### What to do:
Below are the entries; return every line among them that holds the word "Money".
Content starts
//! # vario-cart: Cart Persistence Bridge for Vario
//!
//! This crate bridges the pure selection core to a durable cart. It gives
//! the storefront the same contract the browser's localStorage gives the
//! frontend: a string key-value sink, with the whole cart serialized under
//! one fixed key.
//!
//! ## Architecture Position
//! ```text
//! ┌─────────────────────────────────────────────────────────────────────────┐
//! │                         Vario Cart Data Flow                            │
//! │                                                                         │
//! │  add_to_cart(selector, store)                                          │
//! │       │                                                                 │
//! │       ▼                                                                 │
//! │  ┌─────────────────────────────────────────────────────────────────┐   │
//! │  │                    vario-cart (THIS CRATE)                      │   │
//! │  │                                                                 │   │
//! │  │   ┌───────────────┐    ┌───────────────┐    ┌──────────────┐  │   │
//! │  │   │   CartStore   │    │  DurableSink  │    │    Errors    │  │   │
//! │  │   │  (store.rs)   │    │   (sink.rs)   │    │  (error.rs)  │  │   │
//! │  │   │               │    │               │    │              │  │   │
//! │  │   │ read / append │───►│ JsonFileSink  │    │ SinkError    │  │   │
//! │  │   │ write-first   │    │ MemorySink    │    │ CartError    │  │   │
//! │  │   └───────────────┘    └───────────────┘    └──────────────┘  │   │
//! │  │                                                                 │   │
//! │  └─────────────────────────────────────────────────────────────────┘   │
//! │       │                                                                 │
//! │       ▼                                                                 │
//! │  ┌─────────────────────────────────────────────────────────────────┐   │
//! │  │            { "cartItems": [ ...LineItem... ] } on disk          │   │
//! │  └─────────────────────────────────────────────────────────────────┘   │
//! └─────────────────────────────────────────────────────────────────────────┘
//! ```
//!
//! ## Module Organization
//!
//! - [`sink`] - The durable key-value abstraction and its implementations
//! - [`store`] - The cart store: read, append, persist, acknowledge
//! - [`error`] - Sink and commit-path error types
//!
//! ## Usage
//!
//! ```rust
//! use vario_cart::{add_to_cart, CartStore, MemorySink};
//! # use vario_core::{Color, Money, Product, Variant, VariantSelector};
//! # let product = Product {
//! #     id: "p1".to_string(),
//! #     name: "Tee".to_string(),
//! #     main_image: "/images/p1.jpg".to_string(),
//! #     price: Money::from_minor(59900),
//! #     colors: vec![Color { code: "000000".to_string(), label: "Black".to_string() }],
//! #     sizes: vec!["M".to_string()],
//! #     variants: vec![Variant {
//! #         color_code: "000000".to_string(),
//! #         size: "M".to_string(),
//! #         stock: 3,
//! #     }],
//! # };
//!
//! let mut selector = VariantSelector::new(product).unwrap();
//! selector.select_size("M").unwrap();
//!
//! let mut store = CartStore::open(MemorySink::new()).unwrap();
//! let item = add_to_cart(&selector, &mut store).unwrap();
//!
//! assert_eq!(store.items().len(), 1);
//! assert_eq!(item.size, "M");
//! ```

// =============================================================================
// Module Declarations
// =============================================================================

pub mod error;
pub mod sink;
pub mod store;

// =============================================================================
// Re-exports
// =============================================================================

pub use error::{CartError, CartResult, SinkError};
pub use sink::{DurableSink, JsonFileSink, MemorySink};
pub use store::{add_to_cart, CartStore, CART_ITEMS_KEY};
Content ends
Content starts
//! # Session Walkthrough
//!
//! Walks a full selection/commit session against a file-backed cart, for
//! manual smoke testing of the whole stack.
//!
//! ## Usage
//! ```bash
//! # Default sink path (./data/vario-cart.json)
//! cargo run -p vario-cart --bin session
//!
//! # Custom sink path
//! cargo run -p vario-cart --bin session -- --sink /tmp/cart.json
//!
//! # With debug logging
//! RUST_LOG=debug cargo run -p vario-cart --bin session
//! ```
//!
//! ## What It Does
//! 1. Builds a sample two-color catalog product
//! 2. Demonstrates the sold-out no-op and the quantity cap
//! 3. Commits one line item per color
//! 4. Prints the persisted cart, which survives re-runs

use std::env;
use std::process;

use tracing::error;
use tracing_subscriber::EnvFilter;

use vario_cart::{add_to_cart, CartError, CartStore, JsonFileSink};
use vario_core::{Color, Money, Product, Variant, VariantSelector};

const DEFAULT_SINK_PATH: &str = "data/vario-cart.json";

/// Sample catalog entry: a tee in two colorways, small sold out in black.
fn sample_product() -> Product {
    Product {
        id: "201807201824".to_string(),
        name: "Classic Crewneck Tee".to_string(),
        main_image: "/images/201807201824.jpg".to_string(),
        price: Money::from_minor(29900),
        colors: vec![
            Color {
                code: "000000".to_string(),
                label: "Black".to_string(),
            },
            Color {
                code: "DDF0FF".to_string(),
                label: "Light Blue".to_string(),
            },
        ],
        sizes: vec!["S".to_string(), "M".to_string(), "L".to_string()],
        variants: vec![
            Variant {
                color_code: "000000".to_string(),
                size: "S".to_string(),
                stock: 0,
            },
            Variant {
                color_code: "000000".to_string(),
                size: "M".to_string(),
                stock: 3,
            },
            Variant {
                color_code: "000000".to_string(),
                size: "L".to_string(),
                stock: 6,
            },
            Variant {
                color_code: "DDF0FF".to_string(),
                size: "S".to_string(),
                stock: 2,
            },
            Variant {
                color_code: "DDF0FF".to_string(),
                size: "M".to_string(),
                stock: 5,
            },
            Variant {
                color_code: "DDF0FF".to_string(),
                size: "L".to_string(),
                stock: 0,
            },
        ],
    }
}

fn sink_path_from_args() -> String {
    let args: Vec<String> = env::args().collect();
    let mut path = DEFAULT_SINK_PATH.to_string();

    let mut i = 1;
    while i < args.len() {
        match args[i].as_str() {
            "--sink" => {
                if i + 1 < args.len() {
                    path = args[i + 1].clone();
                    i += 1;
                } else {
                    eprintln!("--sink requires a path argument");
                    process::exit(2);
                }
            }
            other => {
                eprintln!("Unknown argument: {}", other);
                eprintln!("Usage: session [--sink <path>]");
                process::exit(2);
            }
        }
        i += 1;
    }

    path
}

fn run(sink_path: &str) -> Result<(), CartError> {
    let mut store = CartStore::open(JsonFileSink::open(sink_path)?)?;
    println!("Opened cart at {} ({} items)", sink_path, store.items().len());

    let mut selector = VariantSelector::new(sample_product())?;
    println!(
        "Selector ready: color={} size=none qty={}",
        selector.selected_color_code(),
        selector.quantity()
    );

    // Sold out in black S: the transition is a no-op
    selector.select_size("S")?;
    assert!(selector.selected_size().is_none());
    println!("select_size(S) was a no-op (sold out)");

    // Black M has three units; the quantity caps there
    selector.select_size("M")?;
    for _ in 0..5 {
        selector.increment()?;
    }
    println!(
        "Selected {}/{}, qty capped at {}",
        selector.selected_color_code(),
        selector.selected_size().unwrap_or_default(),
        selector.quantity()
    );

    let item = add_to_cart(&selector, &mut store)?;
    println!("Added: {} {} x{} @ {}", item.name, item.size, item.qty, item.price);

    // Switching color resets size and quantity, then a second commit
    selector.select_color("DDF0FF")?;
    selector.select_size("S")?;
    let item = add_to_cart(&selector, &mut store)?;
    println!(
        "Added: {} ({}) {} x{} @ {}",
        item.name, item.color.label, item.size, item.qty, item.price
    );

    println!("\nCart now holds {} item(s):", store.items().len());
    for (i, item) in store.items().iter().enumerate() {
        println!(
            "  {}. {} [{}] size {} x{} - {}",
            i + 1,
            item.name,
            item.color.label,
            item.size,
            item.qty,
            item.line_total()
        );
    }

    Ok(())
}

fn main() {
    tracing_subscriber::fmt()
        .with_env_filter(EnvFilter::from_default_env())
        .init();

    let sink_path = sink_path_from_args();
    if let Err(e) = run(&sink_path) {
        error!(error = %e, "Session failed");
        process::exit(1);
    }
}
Content ends
### Response to this task:
//! # use vario_core::{Color, Money, Product, Variant, VariantSelector};
//! #     price: Money::from_minor(59900),
use vario_core::{Color, Money, Product, Variant, VariantSelector};
        price: Money::from_minor(29900),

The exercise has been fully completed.